In Via Pacis i momenti di formazione sono saltuari, al primo posto c’è la preghiera. Gli incontri di insegnamento sono spesso inseriti in altri incontri, sono un pezzettino di qualcosa di più grande. In FUCI l’attenzione è focalizzata sulla formazione e sull’approfondimento di tematiche di attualità. Inoltre, la FUCI è una realtà universitaria: siamo tutti ragazzi e questo mi piace molto, perché gestiamo la formazione e la condivisione tra di noi. Siamo tutti studenti, quindi ci sono sia i momenti ludici, sia i momenti di condivisione di pensieri ed opinioni per far crescere noi stessi e gli altri. Quali aspetti ti hanno particolarmente aiutato?

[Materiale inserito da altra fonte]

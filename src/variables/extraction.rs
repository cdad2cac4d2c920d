//! Response-to-variable extraction.
//!
//! After an HTTP cell runs, an object body is shallow-merged into the session
//! variables. Aliases additionally copy selected response fields to other
//! variable names, e.g. `token` to `authToken`, so later cells can refer to a
//! stable name regardless of how the API spells it.

use super::VariableContext;
use crate::config::get_config;
use indexmap::IndexMap;
use serde_json::Value;

/// Rules applied to a response body after an HTTP cell executes.
#[derive(Debug, Clone, PartialEq, Eq)]
pub struct ExtractionRules {
    /// Whether object bodies are merged key by key.
    pub merge_body: bool,

    /// Response field name to variable name.
    pub aliases: IndexMap<String, String>,
}

impl ExtractionRules {
    /// Creates rules with the given aliases and body merging enabled.
    pub fn new(aliases: IndexMap<String, String>) -> Self {
        Self {
            merge_body: true,
            aliases,
        }
    }

    /// Creates rules from the global configuration.
    pub fn from_global_config() -> Self {
        Self::new(get_config().response_aliases)
    }

    /// Adds or replaces an alias.
    pub fn with_alias(mut self, field: impl Into<String>, variable: impl Into<String>) -> Self {
        self.aliases.insert(field.into(), variable.into());
        self
    }

    /// Applies the rules to a response body.
    ///
    /// Non-object bodies are ignored.
    ///
    /// # Returns
    ///
    /// The variable names that were written.
    pub fn apply(&self, body: &Value, context: &mut VariableContext) -> Vec<String> {
        let Some(object) = body.as_object() else {
            return Vec::new();
        };

        let mut written = if self.merge_body {
            context.merge_object(object)
        } else {
            Vec::new()
        };

        for (field, variable) in &self.aliases {
            if let Some(value) = object.get(field) {
                context.set(variable.clone(), value.clone());
                if !written.contains(variable) {
                    written.push(variable.clone());
                }
            }
        }

        written
    }
}

impl Default for ExtractionRules {
    fn default() -> Self {
        Self::from_global_config()
    }
}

La possibilità di esprimermi in un dialogo rispettando le idee altrui, senza dover convincere della mia ragione: io ho la mia idea e ascolto la tua e vediamo se si può trovare un punto d’accordo. Ho capito l’importanza dell’ascolto reciproco: parlando mi rendo conto di cosa penso, e ascoltando gli altri completo il pensiero. Il clima che si respira è sempre molto rispettoso: ognuno vede le cose a suo modo, ma nessuno pretende di avere ragione. C’è molta libertà di dire quello che pensi senza sentirti giudicato. Le tematiche trattate, poi, mi hanno aiutato a riflettere e capire cosa significa essere cristiani nel mondo, non solo all’interno della Chiesa. A chi e per cosa consiglieresti un’esperienza simile?

A tutti gli studenti universitari, perché permette, all’interno di una relazione di amicizia e rispetto, di creare una forma mentis aperta e predisposta all’ascolto di idee diverse dalla propria.